Es la muerte de un ser querido, parte de nuestra familia, parte de la manada…ha vivido con nosotros durante 16 años, hemos confiado en que con su amor nos reconfortaría siempre.

 

El duelo a nuestra mascota” es real (aunque otros opinen diferente)

Uriel Leiferman (Coach de vida) nos explica: “El periodo de duelo es diferente para cada persona, por supuesto, pero abrimos a nuestra familia y amigos nos podrá ayudar a procesar lo que está pasando y a hacer las paces con nosotros mismos”. Hay cinco fases en un duelo: no necesariamente ordenadas, pueden ser caótico, repleto de altibajos y de reacciones inesperadas.

 

Negación: No podemos creer que nuestra mascota este tan enferma o muerta. Algunas mueren por la edad. Otras a consecuencia de un accidente. O se enferman y están sufriendo aun cuando el veterinario hace todo lo posible.

La ira: Nos sentimos traicionados/as por la vida, porque nuestro perro se ha ido y comúnmente se ataca a otros miembros de la familia no vemos empatía; al veterinario por no salvarla. En muchos de nosotros es un sentimiento altamente conflictivo, por tomar parte en la muerte de quien tanto amamos.

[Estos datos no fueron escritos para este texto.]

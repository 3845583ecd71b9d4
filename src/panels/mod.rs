mod central_panel;
mod modals;
mod search_panel;
mod tools_panel;

pub use central_panel::central_panel;
pub use modals::{crop_modal, text_modal};
pub use search_panel::search_panel;
pub use tools_panel::tools_panel;
use egui::{Pos2, Rect};

use super::ElementTransform;
use crate::element::DesignElement;
use crate::renderer::paint_order;

pub const HANDLE_RADIUS: f32 = 8.0;

/// True when `pos` (canvas space) lies on the element as drawn, honouring
/// rotation and flip.
pub fn hit_test(element: &DesignElement, pos: Pos2) -> bool {
    let local = ElementTransform::for_element(element).invert(pos);
    element.rect().contains(local)
}

/// The element painted on top at `pos`, if any.
pub fn topmost_element_at(elements: &[DesignElement], pos: Pos2) -> Option<&DesignElement> {
    paint_order(elements)
        .into_iter()
        .rev()
        .find(|element| hit_test(element, pos))
}

/// Corner positions of the drawn (rotated) element box, clockwise from the
/// top-left of the unrotated box.
pub fn transformed_corners(element: &DesignElement) -> [Pos2; 4] {
    let rect = element.rect();
    let transform = ElementTransform::for_element(element);
    [
        transform.apply(rect.left_top()),
        transform.apply(rect.right_top()),
        transform.apply(rect.right_bottom()),
        transform.apply(rect.left_bottom()),
    ]
}

/// Selection handle rects drawn at the four corners of an image element.
pub fn selection_handles(element: &DesignElement) -> Vec<Rect> {
    if !element.is_image() {
        return Vec::new();
    }
    transformed_corners(element)
        .into_iter()
        .map(|corner| Rect::from_center_size(corner, egui::Vec2::splat(HANDLE_RADIUS * 2.0)))
        .collect()
}

#[cfg(test)]
mod tests {
    use super::*;
    use crate::element::{ElementId, ElementKind, Fill};
    use egui::{Color32, Vec2, pos2};

    fn rect_element(id: &str, pos: Pos2, size: Vec2, z: i32) -> DesignElement {
        DesignElement {
            id: ElementId::from(id),
            position: pos,
            rotation: 0.0,
            flip_x: false,
            opacity: 100,
            z_index: z,
            color: Color32::BLACK,
            kind: ElementKind::Rectangle {
                size,
                fill: Fill::Transparent,
            },
        }
    }

    #[test]
    fn test_rotated_hit_test() {
        // 200x20 bar centered at (100, 10); rotated 90° it becomes vertical
        let mut bar = rect_element("bar", pos2(0.0, 0.0), Vec2::new(200.0, 20.0), 1);
        assert!(hit_test(&bar, pos2(190.0, 10.0)));
        assert!(!hit_test(&bar, pos2(100.0, 90.0)));

        bar.rotation = 90.0;
        assert!(!hit_test(&bar, pos2(190.0, 10.0)));
        assert!(hit_test(&bar, pos2(100.0, 90.0)));
    }

    #[test]
    fn test_topmost_prefers_higher_z() {
        let elements = vec![
            rect_element("top", pos2(0.0, 0.0), Vec2::splat(100.0), 5),
            rect_element("bottom", pos2(0.0, 0.0), Vec2::splat(100.0), 1),
        ];
        let hit = topmost_element_at(&elements, pos2(50.0, 50.0)).unwrap();
        assert_eq!(hit.id.as_str(), "top");
        assert!(topmost_element_at(&elements, pos2(150.0, 50.0)).is_none());
    }

    #[test]
    fn test_ties_resolve_to_later_insertion() {
        let elements = vec![
            rect_element("first", pos2(0.0, 0.0), Vec2::splat(100.0), 2),
            rect_element("second", pos2(0.0, 0.0), Vec2::splat(100.0), 2),
        ];
        let hit = topmost_element_at(&elements, pos2(10.0, 10.0)).unwrap();
        assert_eq!(hit.id.as_str(), "second");
    }

    #[test]
    fn test_handles_only_for_images() {
        let shape = rect_element("r", Pos2::ZERO, Vec2::splat(50.0), 0);
        assert!(selection_handles(&shape).is_empty());
    }
}
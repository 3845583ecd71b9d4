use eframe::egui;

use crate::tools::ToolMode;

/// Icon + label toggle for one pointer tool.
pub struct ToolButton {
    pub tool: ToolMode,
    pub icon: &'static str,
    pub selected: bool,
}

impl ToolButton {
    pub fn new(tool: ToolMode, icon: &'static str, selected: bool) -> Self {
        Self {
            tool,
            icon,
            selected,
        }
    }

    pub fn show(&self, ui: &mut egui::Ui) -> egui::Response {
        let size = egui::vec2(88.0, 28.0);
        let (rect, response) = ui.allocate_exact_size(size, egui::Sense::click());
        let response = response.on_hover_text(format!("{} tool", self.tool.label()));

        if ui.is_rect_visible(rect) {
            let visuals = ui.visuals();
            let (fill, text_color) = if self.selected {
                (visuals.selection.bg_fill, visuals.selection.stroke.color)
            } else {
                let widget = ui.style().interact(&response);
                (widget.weak_bg_fill, widget.text_color())
            };
            let painter = ui.painter();
            painter.rect_filled(rect, 6.0, fill);

            let icon_center = egui::pos2(rect.left() + 16.0, rect.center().y);
            painter.text(
                icon_center,
                egui::Align2::CENTER_CENTER,
                self.icon,
                egui::FontId::proportional(16.0),
                text_color,
            );
            painter.text(
                egui::pos2(rect.left() + 30.0, rect.center().y),
                egui::Align2::LEFT_CENTER,
                self.tool.label(),
                egui::FontId::proportional(14.0),
                text_color,
            );
        }

        response
    }
}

Negociación: Es la etapa en que se nos ocurren cosas como “Si gastamos mucho dinero en la medicina, nuestro perro no va a morir” O “si nos concentramos en trabajar, no vamos a sentir el dolor” es como buscando un escape a una situación que es inevitable.

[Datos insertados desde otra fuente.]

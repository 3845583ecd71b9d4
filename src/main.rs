#![warn(clippy::all, rust_2018_idioms)]

use std::sync::Arc;

use design_board::app::Preferences;
use design_board::element::ImageSource;
use design_board::raster::SourceLoader;
use design_board::search::HttpProductSearch;
use design_board::{BoardConfig, DesignBoardApp};

const USAGE: &str = "usage: design-board <product-image> [product-name]";

fn main() -> eframe::Result {
    env_logger::init();

    let mut args = std::env::args().skip(1);
    let Some(product_image) = args.next() else {
        eprintln!("{USAGE}");
        std::process::exit(2);
    };
    let product_name = args.next().unwrap_or_else(|| "product".to_owned());
    let config = BoardConfig::from_env();

    let options = eframe::NativeOptions {
        viewport: egui::ViewportBuilder::default()
            .with_inner_size([config.canvas.width as f32 + 320.0, config.canvas.height as f32 + 80.0])
            .with_title("Design board"),
        ..Default::default()
    };

    eframe::run_native(
        "design-board",
        options,
        Box::new(move |cc| {
            let loader = Arc::new(SourceLoader::new(config.raster.timeout())?);
            let search = Arc::new(HttpProductSearch::new(&config.search)?);
            let prefs: Preferences = cc
                .storage
                .and_then(|storage| eframe::get_value(storage, eframe::APP_KEY))
                .unwrap_or_default();

            let mut app = DesignBoardApp::new(
                config,
                ImageSource::url(product_image),
                product_name,
                loader,
                search,
            )?
            .with_preferences(prefs);
            if let Ok(dir) = std::env::current_dir() {
                app = app.save_to(dir);
            }
            log::info!("Design board ready for {}", app.product_name());
            Ok(Box::new(app))
        }),
    )
}
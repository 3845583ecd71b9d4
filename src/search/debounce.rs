use std::time::{Duration, Instant};

/// Holds back the latest value until it has been left alone for `delay`.
///
/// Time is passed in by the caller, so the host drives it from its frame
/// clock and tests drive it with fixed instants.
#[derive(Debug, Clone)]
pub struct Debouncer<T> {
    delay: Duration,
    pending: Option<(T, Instant)>,
}

impl<T> Debouncer<T> {
    pub fn new(delay: Duration) -> Self {
        Self {
            delay,
            pending: None,
        }
    }

    /// Replaces any pending value and restarts the delay.
    pub fn schedule(&mut self, value: T, now: Instant) {
        self.pending = Some((value, now + self.delay));
    }

    /// Returns the pending value once its deadline has passed.
    pub fn take_ready(&mut self, now: Instant) -> Option<T> {
        match &self.pending {
            Some((_, deadline)) if now >= *deadline => self.pending.take().map(|(value, _)| value),
            _ => None,
        }
    }

    pub fn cancel(&mut self) {
        self.pending = None;
    }

    pub fn deadline(&self) -> Option<Instant> {
        self.pending.as_ref().map(|(_, deadline)| *deadline)
    }

    pub fn is_pending(&self) -> bool {
        self.pending.is_some()
    }
}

Depresión: Es el periodo de profunda tristeza, y de una sensación de profunda dejadez La pérdida nos causa un dolor tan indescriptible que muchos lo reviviremos por años y años. la impotencia de sentir que tu mascota se ha ido es abismal.

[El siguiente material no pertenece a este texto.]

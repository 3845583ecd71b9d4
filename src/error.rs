use thiserror::Error;

use crate::element::ElementId;

/// Errors raised by raster jobs, export and configuration loading.
///
/// Model mutators never fail; they report unknown ids through their return
/// value instead.
#[derive(Error, Debug)]
pub enum BoardError {
    #[error("Failed to load image {location}: {reason}")]
    ImageLoad { location: String, reason: String },
    #[error("Failed to decode image: {0}")]
    Decode(#[from] image::ImageError),
    #[error("Invalid data URL: {0}")]
    DataUrl(String),
    #[error("HTTP request failed: {0}")]
    Http(#[from] reqwest::Error),
    #[error("I/O error: {0}")]
    Io(#[from] std::io::Error),
    #[error("Failed to encode image: {0}")]
    Encode(String),
    #[error("Invalid font data")]
    Font,
    #[error("Invalid configuration: {0}")]
    Config(#[from] serde_json::Error),
    #[error("Invalid canvas size {width}x{height}")]
    CanvasSize { width: u32, height: u32 },
    #[error("Invalid zoom range {min}..={max} with step {step}")]
    ZoomRange { min: f32, max: f32, step: f32 },
    #[error("Element {0} is not an image")]
    NotAnImage(ElementId),
}

pub type BoardResult<T> = Result<T, BoardError>;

Aceptación: Se trata de aceptar la realidad de que nuestra mascota ha muerto. Dependerá de si uno es creyente o no, algún tipo de “más allá”, pero un proceso de duelo siempre será personal e intransferible, no hay un “periodo lógico” tras el cual ya debemos sentirnos mejor y tenemos que haberlo superado. Sentirnos mejor unos días y de pronto volver a tener un bajón ¡es normal! Es importante reconocer nuestros sentimientos y permitirnos llorar Y no, en ningún caso hay que sentir culpabilidad por estar triste. Y si aunque nuestros familiares o amigos nos brinden el consuelo, aun necesitamos mayor apoyo, hay que buscarlo, nos ayudan a entender y afrontar esa temida situación.

Segundo martes de junio, el dia mundial de mascotas fallecidas.